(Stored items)
>>>

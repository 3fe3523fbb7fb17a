use async_trait::async_trait;
use reqwest::{Client, RequestBuilder, StatusCode};
use serde::de::DeserializeOwned;
use time::Date;
use tracing::{debug, instrument, warn};

use super::MealsApi;
use crate::auth::{LoginForm, Session, TokenResponse};
use crate::config::ApiConfig;
use crate::error::ApiError;
use crate::meals::dto::{format_day, DeletedMeal};
use crate::meals::{DailyStats, MealRecord, MealUpdate, NewMeal};

/// HTTP client for the meals/auth API.
#[derive(Clone)]
pub struct ApiClient {
    config: ApiConfig,
    http: Client,
}

impl ApiClient {
    pub fn new(config: ApiConfig) -> Result<Self, ApiError> {
        let http = Client::builder().timeout(config.timeout()).build()?;
        Ok(Self { config, http })
    }

    pub fn config(&self) -> &ApiConfig {
        &self.config
    }

    /// `POST /auth/jwt/login`. A rejection here is a credentials problem,
    /// so 401 is reported as a plain status error.
    #[instrument(skip(self, password))]
    pub async fn login(&self, username: &str, password: &str) -> Result<TokenResponse, ApiError> {
        let res = self
            .http
            .post(self.config.url("/auth/jwt/login"))
            .form(&LoginForm { username, password })
            .send()
            .await?;
        let status = res.status();
        let body = res.text().await?;
        if !status.is_success() {
            warn!(%status, "login rejected");
            return Err(status_error(status, body, "Invalid credentials"));
        }
        Ok(serde_json::from_str(&body)?)
    }

    #[instrument(skip(self, session))]
    pub async fn get_meal(&self, session: &Session, id: i64) -> Result<MealRecord, ApiError> {
        let req = self.http.get(self.config.url(&format!("/meals/{id}")));
        self.send(req, session).await
    }

    #[instrument(skip(self, session, update))]
    pub async fn update_meal(
        &self,
        session: &Session,
        id: i64,
        update: &MealUpdate,
    ) -> Result<MealRecord, ApiError> {
        let req = self
            .http
            .put(self.config.url(&format!("/meals/{id}")))
            .json(update);
        self.send(req, session).await
    }

    #[instrument(skip(self, session))]
    pub async fn delete_meal(&self, session: &Session, id: i64) -> Result<(), ApiError> {
        let req = self.http.delete(self.config.url(&format!("/meals/{id}")));
        let deleted: DeletedMeal = self.send(req, session).await?;
        debug!(id, message = %deleted.message, "meal deleted");
        Ok(())
    }

    async fn send<T: DeserializeOwned>(
        &self,
        req: RequestBuilder,
        session: &Session,
    ) -> Result<T, ApiError> {
        let res = req.bearer_auth(&session.access_token).send().await?;
        let status = res.status();
        if status == StatusCode::UNAUTHORIZED {
            warn!("session rejected by server");
            return Err(ApiError::Unauthorized);
        }
        let body = res.text().await?;
        if !status.is_success() {
            warn!(%status, "request failed");
            return Err(status_error(status, body, "Request failed"));
        }
        Ok(serde_json::from_str(&body)?)
    }
}

#[async_trait]
impl MealsApi for ApiClient {
    #[instrument(skip(self, session))]
    async fn list_meals(
        &self,
        session: &Session,
        day: Option<Date>,
    ) -> Result<Vec<MealRecord>, ApiError> {
        let mut req = self.http.get(self.config.url("/meals/"));
        if let Some(day) = day {
            req = req.query(&[("date_filter", format_day(day))]);
        }
        let meals: Vec<MealRecord> = self.send(req, session).await?;
        debug!(count = meals.len(), "meals fetched");
        Ok(meals)
    }

    #[instrument(skip(self, session, meal), fields(meal_type = %meal.meal_type))]
    async fn create_meal(&self, session: &Session, meal: &NewMeal) -> Result<MealRecord, ApiError> {
        let req = self.http.post(self.config.url("/meals/")).json(meal);
        self.send(req, session).await
    }

    #[instrument(skip(self, session))]
    async fn daily_stats(&self, session: &Session, day: Date) -> Result<DailyStats, ApiError> {
        let req = self
            .http
            .get(self.config.url("/meals/stats/daily"))
            .query(&[("date_filter", format_day(day))]);
        self.send(req, session).await
    }
}

fn status_error(status: StatusCode, body: String, fallback: &str) -> ApiError {
    let message = match body.trim() {
        "" => fallback.to_string(),
        text => text.to_string(),
    };
    ApiError::Status {
        status: status.as_u16(),
        message,
    }
}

<<<

**ASSIGNMENT:** Exact reproduction is required: output the lines from the start of the entries above through the line with "pub async fn login(&self, username: &str, password: &str)".

**ANSWER FOR THIS EXERCISE:**
repository 3fe3523fbb7fb17a
use async_trait::async_trait;
use reqwest::{Client, RequestBuilder, StatusCode};
use serde::de::DeserializeOwned;
use time::Date;
use tracing::{debug, instrument, warn};

use super::MealsApi;
use crate::auth::{LoginForm, Session, TokenResponse};
use crate::config::ApiConfig;
use crate::error::ApiError;
use crate::meals::dto::{format_day, DeletedMeal};
use crate::meals::{DailyStats, MealRecord, MealUpdate, NewMeal};

/// HTTP client for the meals/auth API.
#[derive(Clone)]
pub struct ApiClient {
    config: ApiConfig,
    http: Client,
}

impl ApiClient {
    pub fn new(config: ApiConfig) -> Result<Self, ApiError> {
        let http = Client::builder().timeout(config.timeout()).build()?;
        Ok(Self { config, http })
    }

    pub fn config(&self) -> &ApiConfig {
        &self.config
    }

    /// `POST /auth/jwt/login`. A rejection here is a credentials problem,
    /// so 401 is reported as a plain status error.
    #[instrument(skip(self, password))]
    pub async fn login(&self, username: &str, password: &str) -> Result<TokenResponse, ApiError> {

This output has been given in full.